What actually happens is not the file path being converted to a real path, but the include directory being converted to a real path before the file is required (in rb_construct_expanded_load_path). Changing this to not use a real path would probably break the code that checks that a feature hasn't been require twice. For example, this code would change behavior:

$: << 'a'
require 'test'
$: << 'b'
require 'test'
# Current: not loaded again
# Your proposed: loaded again

If you symlink the file itself and not the include directory, Ruby will attempt to require it as a separate feature.

Note that if you provide a path when requiring, Ruby already operates the way you want:

ruby -r./a/test -e 'a' # /path/to/a/test.rb
ruby -r./b/test -e 'a' # /path/to/b/test.rb

I can certainly see pros and cons from changing the behavior, but I would consider this a feature request and not a bug.

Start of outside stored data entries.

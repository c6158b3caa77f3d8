//! Start and shutdown hooks.
//!
//! # Execution order
//!
//! - **Startup hooks** run in registration order before the engine listens.
//! - **Shutdown hooks** run in reverse registration order after the reactor
//!   has stopped and the run queue has drained.
//!
//! A failing hook does not stop the others. Its error, with the hook name
//! attached as context, is handed to the caller-supplied error sink, which
//! is the application's error pipeline without a request in scope.

use std::fmt;
use std::future::Future;

use anyhow::Context as _;
use tracing::debug;

use crate::callback::{Callback, HandlerResult};

/// Registered lifecycle hooks.
#[derive(Clone, Default)]
pub struct Lifecycle {
    startup_hooks: Vec<(String, Callback<()>)>,
    shutdown_hooks: Vec<(String, Callback<()>)>,
}

impl fmt::Debug for Lifecycle {
    fn fmt(&self, f: &mut fmt::Formatter<'_>) -> fmt::Result {
        f.debug_struct("Lifecycle")
            .field("startup_hooks", &self.startup_hooks.len())
            .field("shutdown_hooks", &self.shutdown_hooks.len())
            .finish()
    }
}

impl Lifecycle {
    /// Creates an empty lifecycle.
    pub fn new() -> Self {
        Self::default()
    }

    /// Adds a startup hook named `startup_<n>`.
    pub fn on_startup(&mut self, hook: Callback<()>) -> &mut Self {
        let name = format!("startup_{}", self.startup_hooks.len());
        self.on_startup_named(name, hook)
    }

    /// Adds a named startup hook.
    pub fn on_startup_named(&mut self, name: impl Into<String>, hook: Callback<()>) -> &mut Self {
        self.startup_hooks.push((name.into(), hook));
        self
    }

    /// Adds a shutdown hook named `shutdown_<n>`.
    pub fn on_shutdown(&mut self, hook: Callback<()>) -> &mut Self {
        let name = format!("shutdown_{}", self.shutdown_hooks.len());
        self.on_shutdown_named(name, hook)
    }

    /// Adds a named shutdown hook.
    pub fn on_shutdown_named(&mut self, name: impl Into<String>, hook: Callback<()>) -> &mut Self {
        self.shutdown_hooks.push((name.into(), hook));
        self
    }

    /// Number of startup hooks.
    pub fn startup_hook_count(&self) -> usize {
        self.startup_hooks.len()
    }

    /// Number of shutdown hooks.
    pub fn shutdown_hook_count(&self) -> usize {
        self.shutdown_hooks.len()
    }

    /// Runs startup hooks in order, awaiting tasks. Returns the number that failed.
    pub async fn run_startup<E>(&self, on_error: E) -> usize
    where
        E: Fn(anyhow::Error),
    {
        run_hooks(self.startup_hooks.iter(), "startup", &on_error).await
    }

    /// Runs shutdown hooks in reverse order. Returns the number that failed.
    pub async fn run_shutdown<E>(&self, on_error: E) -> usize
    where
        E: Fn(anyhow::Error),
    {
        run_hooks(self.shutdown_hooks.iter().rev(), "shutdown", &on_error).await
    }

    /// Appends the other lifecycle's hooks to this one.
    pub fn merge(&mut self, other: Lifecycle) -> &mut Self {
        self.startup_hooks.extend(other.startup_hooks);
        self.shutdown_hooks.extend(other.shutdown_hooks);
        self
    }
}

async fn run_hooks<'a, I, E>(hooks: I, phase: &'static str, on_error: &E) -> usize
where
    I: Iterator<Item = &'a (String, Callback<()>)>,
    E: Fn(anyhow::Error),
{
    let mut failed = 0;
    for (name, hook) in hooks {
        debug!(hook = %name, phase, "running lifecycle hook");
        let result: HandlerResult = hook.call(()).await;
        if let Err(e) = result.with_context(|| format!("{phase} hook `{name}` failed")) {
            failed += 1;
            on_error(e);
        }
    }
    failed
}

/// Convenience for building a task hook from an async closure.
pub fn hook_task<F, Fut>(f: F) -> Callback<()>
where
    F: Fn() -> Fut + 'static,
    Fut: Future<Output = HandlerResult> + 'static,
{
    Callback::task(move |()| f())
}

Updated by Eregon (Benoit Daloze) 11 months ago

The "main file" (the file passed to ruby myfile.rb is also special in that __FILE__ and $0 can both be relative paths (basically the same path as passed on the command line).

Updated by vo.x (Vit Ondruch) 11 months ago

this code would change behavior:

Absolutely, different $LOAD_PATH must result in different behavior.

$: << 'a'
require 'test'
$: << 'b'
require 'test'
# Current: not loaded again
# Your proposed: loaded again

This is actually where I am coming from. I am not 100 % sure what is the spec of require, but I would expect that require 'test' works just once and it does not matter what is the current $LOAD_PATH status. So my proposal is actually:

# Your proposed: not loaded again

Updated by vo.x (Vit Ondruch) 5 months ago

Can this be resolved please? This is another scenario, which should work IMO, but it does not work:

$ mkdir a/
$ echo "require_relative 'b'" > a/test.rb
$ touch b.rb

$ ll
total 4
drwxrwxr-x. 1 vondruch vondruch 14 Jan 22 17:17 a
-rw-rw-r--. 1 vondruch vondruch  0 Jan 22 17:17 b.rb
lrwxrwxrwx. 1 vondruch vondruch  9 Jan 22 17:18 test.rb -> a/test.rb

$ ruby test.rb
Traceback (most recent call last):
    1: from test.rb:1:in `<main>'
test.rb:1:in `require_relative': cannot load such file -- /home/vondruch/tt/a/b (LoadError)

The point is that in the context of current directory, the b.rb is relative to test.rb and therefore this example should not work. It does not really matter that the test.rb is symlink. This behavior with requie_relative being more and more common basically prohibits usage of symlinks for Ruby code.

This is issue because gems typically does not ship their test suites. Therefore when testing packages in Fedora, we would like do something like:

$ gem unpack rspec-rails
Fetching rspec-rails-4.0.2.gem
Unpacked gem: '/home/vondruch/tt/rspec-rails-4.0.2'

$ cd rspec-rails-4.0.2/

# Link from git checkout or from separate archive
$ ln -s ~/projects/rspec/rspec-rails/spec/ .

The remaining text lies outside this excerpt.